» **Data entries**:
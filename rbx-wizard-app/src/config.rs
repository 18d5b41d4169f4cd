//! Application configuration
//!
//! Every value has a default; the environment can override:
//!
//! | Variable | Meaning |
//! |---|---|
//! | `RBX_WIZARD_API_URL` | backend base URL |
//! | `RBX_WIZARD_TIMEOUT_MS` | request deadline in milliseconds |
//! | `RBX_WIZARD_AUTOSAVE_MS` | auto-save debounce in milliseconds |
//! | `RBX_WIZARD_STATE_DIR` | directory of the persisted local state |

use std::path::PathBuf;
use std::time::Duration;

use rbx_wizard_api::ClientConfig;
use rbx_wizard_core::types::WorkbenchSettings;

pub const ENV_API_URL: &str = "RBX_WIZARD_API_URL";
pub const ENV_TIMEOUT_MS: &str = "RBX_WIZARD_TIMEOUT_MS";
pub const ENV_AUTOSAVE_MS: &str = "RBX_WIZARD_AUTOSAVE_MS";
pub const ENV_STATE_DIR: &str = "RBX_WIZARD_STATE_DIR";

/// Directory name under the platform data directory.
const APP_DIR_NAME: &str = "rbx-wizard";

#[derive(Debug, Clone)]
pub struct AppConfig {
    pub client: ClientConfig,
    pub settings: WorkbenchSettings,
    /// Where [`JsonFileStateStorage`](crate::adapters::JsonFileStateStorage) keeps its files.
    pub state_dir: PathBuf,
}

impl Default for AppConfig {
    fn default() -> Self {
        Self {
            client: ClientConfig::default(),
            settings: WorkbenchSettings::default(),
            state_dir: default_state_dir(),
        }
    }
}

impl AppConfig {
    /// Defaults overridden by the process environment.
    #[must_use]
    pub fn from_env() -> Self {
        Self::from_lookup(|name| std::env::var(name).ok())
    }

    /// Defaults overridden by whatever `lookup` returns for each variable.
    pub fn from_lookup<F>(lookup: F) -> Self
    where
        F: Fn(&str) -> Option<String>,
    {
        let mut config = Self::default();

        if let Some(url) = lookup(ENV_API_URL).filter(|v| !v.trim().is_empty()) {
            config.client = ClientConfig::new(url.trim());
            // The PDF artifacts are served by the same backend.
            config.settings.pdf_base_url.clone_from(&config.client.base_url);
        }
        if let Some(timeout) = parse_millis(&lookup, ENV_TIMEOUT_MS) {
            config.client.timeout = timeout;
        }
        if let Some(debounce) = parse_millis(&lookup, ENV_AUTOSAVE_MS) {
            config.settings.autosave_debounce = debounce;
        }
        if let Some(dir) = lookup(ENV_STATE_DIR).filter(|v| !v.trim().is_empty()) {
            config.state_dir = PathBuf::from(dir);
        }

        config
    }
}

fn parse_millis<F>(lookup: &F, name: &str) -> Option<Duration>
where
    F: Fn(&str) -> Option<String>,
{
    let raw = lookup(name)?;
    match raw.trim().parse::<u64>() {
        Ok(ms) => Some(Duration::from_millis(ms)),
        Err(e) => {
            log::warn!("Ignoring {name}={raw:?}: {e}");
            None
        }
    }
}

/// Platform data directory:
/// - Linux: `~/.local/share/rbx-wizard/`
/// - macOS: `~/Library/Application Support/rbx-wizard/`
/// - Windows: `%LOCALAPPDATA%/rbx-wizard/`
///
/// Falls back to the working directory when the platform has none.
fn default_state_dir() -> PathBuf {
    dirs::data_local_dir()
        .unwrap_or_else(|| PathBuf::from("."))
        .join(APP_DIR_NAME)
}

--

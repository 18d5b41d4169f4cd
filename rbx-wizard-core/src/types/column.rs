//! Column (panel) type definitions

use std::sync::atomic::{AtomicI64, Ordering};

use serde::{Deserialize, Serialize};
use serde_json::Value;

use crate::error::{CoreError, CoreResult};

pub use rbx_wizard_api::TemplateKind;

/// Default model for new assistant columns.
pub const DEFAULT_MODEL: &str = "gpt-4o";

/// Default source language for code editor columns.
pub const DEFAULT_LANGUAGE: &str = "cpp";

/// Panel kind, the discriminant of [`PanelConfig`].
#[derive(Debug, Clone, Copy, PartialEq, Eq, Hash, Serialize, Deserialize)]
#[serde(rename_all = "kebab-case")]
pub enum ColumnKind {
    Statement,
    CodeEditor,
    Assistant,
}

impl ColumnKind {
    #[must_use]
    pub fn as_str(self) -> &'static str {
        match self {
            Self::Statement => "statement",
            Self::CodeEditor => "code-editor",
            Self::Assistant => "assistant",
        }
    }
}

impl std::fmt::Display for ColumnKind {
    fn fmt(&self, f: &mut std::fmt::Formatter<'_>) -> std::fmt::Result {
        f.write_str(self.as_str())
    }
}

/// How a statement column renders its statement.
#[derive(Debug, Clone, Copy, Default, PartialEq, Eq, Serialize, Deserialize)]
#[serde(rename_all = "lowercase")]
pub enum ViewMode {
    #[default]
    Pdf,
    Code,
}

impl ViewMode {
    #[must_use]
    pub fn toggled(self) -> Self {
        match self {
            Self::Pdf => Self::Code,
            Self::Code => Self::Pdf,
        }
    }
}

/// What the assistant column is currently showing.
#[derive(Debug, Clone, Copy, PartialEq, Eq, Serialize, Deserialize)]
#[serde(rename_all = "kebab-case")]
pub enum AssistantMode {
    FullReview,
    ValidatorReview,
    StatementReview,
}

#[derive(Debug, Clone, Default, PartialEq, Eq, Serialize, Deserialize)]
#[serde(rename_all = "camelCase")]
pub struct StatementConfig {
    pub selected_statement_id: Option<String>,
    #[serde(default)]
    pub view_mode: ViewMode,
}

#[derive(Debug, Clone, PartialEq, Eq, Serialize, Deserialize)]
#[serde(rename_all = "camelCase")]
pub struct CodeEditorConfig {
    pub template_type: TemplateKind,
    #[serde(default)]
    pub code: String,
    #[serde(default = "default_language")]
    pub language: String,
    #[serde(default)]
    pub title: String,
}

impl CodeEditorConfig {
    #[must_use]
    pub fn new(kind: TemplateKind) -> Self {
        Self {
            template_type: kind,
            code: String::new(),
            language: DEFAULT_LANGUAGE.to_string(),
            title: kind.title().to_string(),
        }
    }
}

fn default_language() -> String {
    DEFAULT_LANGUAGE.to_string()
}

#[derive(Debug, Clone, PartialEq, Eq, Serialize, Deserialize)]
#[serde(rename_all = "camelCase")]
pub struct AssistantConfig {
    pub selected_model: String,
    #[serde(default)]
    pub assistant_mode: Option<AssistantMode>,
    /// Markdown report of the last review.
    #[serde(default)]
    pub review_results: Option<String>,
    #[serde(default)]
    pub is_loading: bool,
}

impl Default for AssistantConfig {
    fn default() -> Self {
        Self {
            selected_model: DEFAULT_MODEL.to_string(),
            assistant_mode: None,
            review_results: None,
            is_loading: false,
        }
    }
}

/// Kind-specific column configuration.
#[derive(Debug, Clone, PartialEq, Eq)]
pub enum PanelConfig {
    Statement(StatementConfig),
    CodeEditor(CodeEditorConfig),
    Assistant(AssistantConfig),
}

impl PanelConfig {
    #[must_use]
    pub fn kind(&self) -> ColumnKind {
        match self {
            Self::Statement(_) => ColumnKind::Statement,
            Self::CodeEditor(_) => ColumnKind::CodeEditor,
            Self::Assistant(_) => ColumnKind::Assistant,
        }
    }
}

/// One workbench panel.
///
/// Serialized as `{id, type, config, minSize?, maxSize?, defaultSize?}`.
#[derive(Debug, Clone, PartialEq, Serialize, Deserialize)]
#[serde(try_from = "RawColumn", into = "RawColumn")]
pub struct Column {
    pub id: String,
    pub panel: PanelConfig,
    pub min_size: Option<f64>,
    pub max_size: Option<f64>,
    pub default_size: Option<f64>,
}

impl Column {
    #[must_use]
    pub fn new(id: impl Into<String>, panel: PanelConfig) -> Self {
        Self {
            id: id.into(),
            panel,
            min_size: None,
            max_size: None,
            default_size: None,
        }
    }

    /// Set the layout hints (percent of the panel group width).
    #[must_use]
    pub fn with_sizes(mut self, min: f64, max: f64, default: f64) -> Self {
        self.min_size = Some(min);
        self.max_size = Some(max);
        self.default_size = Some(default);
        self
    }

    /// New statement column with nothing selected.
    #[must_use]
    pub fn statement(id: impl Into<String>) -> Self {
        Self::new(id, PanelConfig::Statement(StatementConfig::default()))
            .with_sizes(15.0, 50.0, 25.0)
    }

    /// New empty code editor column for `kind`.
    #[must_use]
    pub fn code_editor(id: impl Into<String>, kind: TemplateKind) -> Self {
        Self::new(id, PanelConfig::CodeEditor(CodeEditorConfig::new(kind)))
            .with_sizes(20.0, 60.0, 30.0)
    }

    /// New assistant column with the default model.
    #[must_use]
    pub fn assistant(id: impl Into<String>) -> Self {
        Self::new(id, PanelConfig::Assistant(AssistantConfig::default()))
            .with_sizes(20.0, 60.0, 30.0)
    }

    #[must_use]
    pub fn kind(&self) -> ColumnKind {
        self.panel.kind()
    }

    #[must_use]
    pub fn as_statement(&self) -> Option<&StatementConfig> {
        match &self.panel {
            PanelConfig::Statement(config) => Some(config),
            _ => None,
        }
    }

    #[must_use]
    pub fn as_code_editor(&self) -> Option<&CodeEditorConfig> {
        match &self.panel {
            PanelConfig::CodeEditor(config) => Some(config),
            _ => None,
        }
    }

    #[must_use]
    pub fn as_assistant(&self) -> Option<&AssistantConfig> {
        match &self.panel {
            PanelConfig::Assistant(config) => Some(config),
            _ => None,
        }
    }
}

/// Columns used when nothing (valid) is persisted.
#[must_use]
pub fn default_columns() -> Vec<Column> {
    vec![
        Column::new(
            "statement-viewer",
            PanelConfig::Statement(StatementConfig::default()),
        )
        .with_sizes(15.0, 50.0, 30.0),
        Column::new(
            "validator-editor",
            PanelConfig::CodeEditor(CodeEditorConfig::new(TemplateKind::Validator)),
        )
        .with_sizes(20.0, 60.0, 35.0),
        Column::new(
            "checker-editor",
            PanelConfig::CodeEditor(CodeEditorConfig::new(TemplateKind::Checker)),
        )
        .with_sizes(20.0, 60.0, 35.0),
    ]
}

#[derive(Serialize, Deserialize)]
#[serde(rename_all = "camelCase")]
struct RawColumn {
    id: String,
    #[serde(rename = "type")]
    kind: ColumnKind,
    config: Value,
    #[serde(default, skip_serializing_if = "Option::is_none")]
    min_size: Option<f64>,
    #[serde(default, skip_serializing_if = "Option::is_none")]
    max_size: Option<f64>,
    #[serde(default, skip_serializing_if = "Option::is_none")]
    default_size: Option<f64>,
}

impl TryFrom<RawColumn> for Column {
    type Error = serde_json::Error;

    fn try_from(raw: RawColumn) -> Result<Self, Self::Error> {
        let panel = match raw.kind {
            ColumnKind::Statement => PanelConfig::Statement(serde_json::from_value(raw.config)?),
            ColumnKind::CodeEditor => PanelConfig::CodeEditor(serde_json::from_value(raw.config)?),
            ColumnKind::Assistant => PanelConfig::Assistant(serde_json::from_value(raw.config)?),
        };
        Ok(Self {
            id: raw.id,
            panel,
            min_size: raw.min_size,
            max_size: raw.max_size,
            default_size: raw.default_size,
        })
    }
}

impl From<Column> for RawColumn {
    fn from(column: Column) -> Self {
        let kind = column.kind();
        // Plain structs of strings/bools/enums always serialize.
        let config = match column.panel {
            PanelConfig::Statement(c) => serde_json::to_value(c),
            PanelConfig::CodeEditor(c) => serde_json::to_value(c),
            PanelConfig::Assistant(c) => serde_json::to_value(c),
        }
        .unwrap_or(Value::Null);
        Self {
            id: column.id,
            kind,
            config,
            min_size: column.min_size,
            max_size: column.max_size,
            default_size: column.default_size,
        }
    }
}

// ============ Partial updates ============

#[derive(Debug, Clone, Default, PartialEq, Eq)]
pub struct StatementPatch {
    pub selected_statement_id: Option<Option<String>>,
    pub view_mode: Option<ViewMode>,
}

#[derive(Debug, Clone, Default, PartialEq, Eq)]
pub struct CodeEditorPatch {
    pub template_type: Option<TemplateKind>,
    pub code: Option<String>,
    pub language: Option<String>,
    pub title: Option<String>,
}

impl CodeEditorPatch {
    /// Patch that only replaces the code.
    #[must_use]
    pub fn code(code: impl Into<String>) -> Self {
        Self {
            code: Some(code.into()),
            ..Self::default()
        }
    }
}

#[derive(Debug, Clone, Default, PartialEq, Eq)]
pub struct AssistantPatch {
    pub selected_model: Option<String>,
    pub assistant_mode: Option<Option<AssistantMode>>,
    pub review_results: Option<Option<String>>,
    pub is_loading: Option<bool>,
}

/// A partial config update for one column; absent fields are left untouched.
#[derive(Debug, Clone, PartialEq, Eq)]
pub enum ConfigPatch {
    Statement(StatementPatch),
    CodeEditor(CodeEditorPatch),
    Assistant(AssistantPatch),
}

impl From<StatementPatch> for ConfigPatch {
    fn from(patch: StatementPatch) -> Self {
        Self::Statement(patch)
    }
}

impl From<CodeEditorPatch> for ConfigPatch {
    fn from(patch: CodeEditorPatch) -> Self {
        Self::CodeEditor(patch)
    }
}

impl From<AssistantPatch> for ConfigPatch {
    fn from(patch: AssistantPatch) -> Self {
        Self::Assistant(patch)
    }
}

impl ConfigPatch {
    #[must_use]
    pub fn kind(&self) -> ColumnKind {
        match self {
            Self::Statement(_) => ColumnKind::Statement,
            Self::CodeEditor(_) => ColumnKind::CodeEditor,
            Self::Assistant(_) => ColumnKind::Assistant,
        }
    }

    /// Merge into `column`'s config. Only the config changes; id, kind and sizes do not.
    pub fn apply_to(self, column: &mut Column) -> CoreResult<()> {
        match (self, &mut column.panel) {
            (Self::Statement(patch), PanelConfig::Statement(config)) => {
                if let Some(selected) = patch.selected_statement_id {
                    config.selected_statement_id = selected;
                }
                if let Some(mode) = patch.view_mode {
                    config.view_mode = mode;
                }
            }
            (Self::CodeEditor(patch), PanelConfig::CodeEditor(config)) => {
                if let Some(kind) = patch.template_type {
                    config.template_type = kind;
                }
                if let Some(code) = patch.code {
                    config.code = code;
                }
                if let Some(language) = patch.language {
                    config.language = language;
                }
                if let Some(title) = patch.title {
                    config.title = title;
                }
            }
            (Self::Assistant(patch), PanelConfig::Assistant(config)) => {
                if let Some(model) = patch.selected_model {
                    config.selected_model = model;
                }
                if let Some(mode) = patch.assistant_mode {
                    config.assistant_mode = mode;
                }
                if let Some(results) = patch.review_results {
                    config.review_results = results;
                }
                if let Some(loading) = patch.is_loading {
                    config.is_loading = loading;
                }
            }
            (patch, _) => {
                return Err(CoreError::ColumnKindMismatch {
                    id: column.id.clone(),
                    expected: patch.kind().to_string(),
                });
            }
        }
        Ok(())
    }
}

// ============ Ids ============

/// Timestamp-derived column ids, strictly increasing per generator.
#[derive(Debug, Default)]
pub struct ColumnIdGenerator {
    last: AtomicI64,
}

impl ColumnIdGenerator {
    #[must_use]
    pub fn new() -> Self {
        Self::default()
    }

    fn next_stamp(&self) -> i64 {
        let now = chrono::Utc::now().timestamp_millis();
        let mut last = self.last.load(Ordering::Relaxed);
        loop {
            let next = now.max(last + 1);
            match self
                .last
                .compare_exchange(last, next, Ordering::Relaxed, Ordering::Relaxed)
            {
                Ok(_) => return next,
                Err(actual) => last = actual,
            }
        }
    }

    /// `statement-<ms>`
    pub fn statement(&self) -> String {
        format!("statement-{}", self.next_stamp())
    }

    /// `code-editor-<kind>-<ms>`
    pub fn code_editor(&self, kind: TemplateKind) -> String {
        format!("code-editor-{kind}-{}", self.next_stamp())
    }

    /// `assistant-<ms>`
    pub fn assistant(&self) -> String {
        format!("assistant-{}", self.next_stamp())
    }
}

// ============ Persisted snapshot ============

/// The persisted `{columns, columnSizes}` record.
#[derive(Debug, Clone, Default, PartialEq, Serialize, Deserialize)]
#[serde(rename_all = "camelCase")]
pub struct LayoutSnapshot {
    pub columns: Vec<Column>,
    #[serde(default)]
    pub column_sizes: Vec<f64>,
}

» **Requirement**:
Could you return the lines in the entries above that contain "Duration"?

» **Problem solution**:
use std::time::Duration;
fn parse_millis<F>(lookup: &F, name: &str) -> Option<Duration>
        Ok(ms) => Some(Duration::from_millis(ms)),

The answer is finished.